Oh the children! Think of the children!

On January 19th, AR Senator Mark Lowery (R-Maumelle) and others introduced HB1218 and HB1231 to restrict what Arkansas public school educators can teach their students, especially regarding histories of different races in the United States. 

Ostensibly these bills are aimed at protecting children from lessons and activities that are designed to ostracize individuals in various racial groups. In an interview with Roby Brock on January 27th, Lowery even went so far as to say that he intended these bills to safeguard children from abuse.

Despite his stated intentions, these bills are completely regressive, would hurt Arkansas students and educators, and are motivated by his own politics much more than a desire to protect at-risk children.

I should come clean before I go any further. I have a PhD in American History and was named the 2020 Gilder Lehrman history teacher of the year for Arkansas. If anyone has an interest in fair and accurate histories, it’s me. I’m that nerd.

Lowery’s bills would take control away from local schools and school boards and substitute his own naked partisanship for good scholarship. (I was previously under the impression that local control was a key Republican idea.) The bills also carry heavy potential penalties for violators—up to 10% of the institution’s state funding—punishing an entire school and all its children for a teacher introducing them to ideas Lowery doesn’t like.

Lowery is particularly taking aim at certain “woke” versions of U.S. history. The 1619 Project claims that the nation’s “true” founding should be considered 1619, the first year that enslaved Africans were documented in Jamestown. Lowery’s temper tantrum of a bill, HB1231, would reduce state funding for anyone who didn’t teach students that the “true” date is July 4, 1776.

The truth? Historians are less certain than the Senator on this point. Was the nation really founded on July Fourth? Or was it the day the Declaration of Independence was actually signed (August 2, 1776)? Or was it 1787 when the Constitution was written? 1788 when it was ratified? Or 1789 when it went into effect? Why couldn’t 1619 be the “spiritual” founding of the country, considering the centrality of enslaved labor to the early Republic and its pivotal role in causing our nation’s most devastating crisis, the Civil War?

Many scholars have rightly criticized the 1619 project for pushing its argument further than its evidence can fully support. But to take scholarly disagreements about its conclusions as proof that the project is fundamentally flawed misunderstands the back-and-forth nature of academic discussions. Academics rarely produce concrete “truths.”

HB 1218 comes off as an “anti-wokeness” bill to me, even going so far as to make it illegal to promote social justice for a race, gender, social class, etc. Call me old fashioned, but I think justice is a good thing, particularly since the preamble of our Constitution calls for a government to “establish justice.” 

Teaching the uncomfortable aspects of history may not be fun, but it’s nonetheless vital. I have a great deal of admiration for our Founding Fathers, but many of them were brutal slave owners. Those same men also set up and perpetuated systems of government that, according to U.N. definitions, practiced genocide against Native peoples in the Americas. 

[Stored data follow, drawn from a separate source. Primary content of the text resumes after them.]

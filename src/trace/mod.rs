//! Shorthand constructors for Plotly traces and shapes.
//!
//! Each constructor translates a small set of named options into one trace
//! (or a list of layout shapes). Lengths and enumerated options are checked
//! up front and reported as [`PlotlyLightError`](crate::PlotlyLightError).

mod bar;
mod binning;
mod box_plot;
mod histogram;
mod lines;
mod rect;
mod scatter;

use serde::Serialize;
use serde_json::{Map, Value};

use crate::error::{PlotlyLightError, Result};
use crate::props::Props;

pub use bar::{BarOptions, bar};
pub use binning::{Histogram, histogram};
pub use box_plot::{BoxOptions, Side, ViolinOptions, box_plot, violin};
pub use histogram::{HistData, HistOptions, hist};
pub use lines::{Coord, LineShapeOptions, LinesOptions, lines, lines_shape};
pub use rect::{Point, RectOptions, RectShapeOptions, closures, rects, rects_shape};
pub use scatter::{ColorSpec, ScatterOptions, scatter};

/// Plotly trace type.
#[derive(Debug, Clone, Copy, PartialEq, Eq, Serialize)]
#[serde(rename_all = "lowercase")]
pub enum TraceKind {
    Bar,
    Scatter,
    Scattergl,
    Histogram,
    Box,
    Violin,
}

/// One data series: its type plus Plotly properties.
#[derive(Debug, Clone, PartialEq, Serialize)]
pub struct Trace {
    #[serde(rename = "type")]
    kind: TraceKind,
    #[serde(flatten)]
    props: Map<String, Value>,
}

impl Trace {
    #[must_use]
    pub fn new(kind: TraceKind, props: Props) -> Self {
        Self {
            kind,
            props: props.into_map(),
        }
    }

    #[must_use]
    pub const fn kind(&self) -> TraceKind {
        self.kind
    }

    #[must_use]
    pub fn get(&self, key: &str) -> Option<&Value> {
        self.props.get(key)
    }

    #[must_use]
    pub const fn props(&self) -> &Map<String, Value> {
        &self.props
    }

    /// Attach the trace to a pair of (sub)plot axes, e.g. `("x2", "y2")`.
    pub(crate) fn set_axes(&mut self, xaxis: &str, yaxis: &str) {
        self.props.insert("xaxis".to_string(), xaxis.into());
        self.props.insert("yaxis".to_string(), yaxis.into());
    }

    #[must_use]
    pub fn to_value(&self) -> Value {
        let mut map = Map::new();
        map.insert(
            "type".to_string(),
            serde_json::to_value(self.kind).unwrap_or(Value::Null),
        );
        map.extend(self.props.clone());
        Value::Object(map)
    }
}

/// Common legend options shared by every trace constructor.
fn legend_props(props: Props, name: Option<&str>, show_legend: bool, show_init: bool) -> Props {
    props
        .set_opt("name", name)
        .set("showlegend", show_legend)
        .set_opt("visible", (!show_init).then_some("legendonly"))
}

/// Validate an axis reference of a shape: the axis itself or `"paper"`.
fn check_ref(option: &'static str, value: &str, axis: &str) -> Result<()> {
    if value == axis || value == "paper" {
        Ok(())
    } else {
        Err(PlotlyLightError::invalid_option(
            option,
            value,
            "the axis id or 'paper'",
        ))
    }
}

fn check_layer(layer: &str) -> Result<()> {
    if matches!(layer, "above" | "below") {
        Ok(())
    } else {
        Err(PlotlyLightError::invalid_option(
            "layer",
            layer,
            "'above' or 'below'",
        ))
    }
}

#[cfg(test)]
#[path = "mod_tests.rs"]
mod tests;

To be blunt, women and racial and ethnic minorities are Americans too, and they deserve to have their fair and accurate pasts represented in the classroom.

The bill particularly aims to limit any teaching that might promote “division between, or resentment of” any race, gender, social class, etc. That idea is a bit ridiculous. Few-to-no public educators are looking to create resentment through our teaching. But we do want to broaden our students’ worldviews and cause them to consider how we can all work together to improve our shared world.

Telling students about hard realities is not about creating resentment or destroying their love for their country. But ignoring the parts of history that we don’t like risks turning history into a propagandistic vehicle for a government seeking to limit what its citizens are allowed to think. 

Before the American Revolution, Thomas Paine criticized the “sunshine patriot” who would stand with his country in the good times but not the hard. Paine said that those were “the times that try men’s souls,” but that we should not “shrink from the service” of our nation. I completely agree. 

History is the same way. You don’t get to avoid the nasty parts because those make you feel bad. In fact, you can’t appreciate all the good that this country has done within its borders and worldwide without acknowledging where we have fallen short of the great ideals of our founding.

Education should be left to those who actually want to educate our students. Arkansas students deserve the truth, not petty partisanship.

UPDATED 9 FEB 2021

Looks like the bills either failed in committee or have been pulled. Success!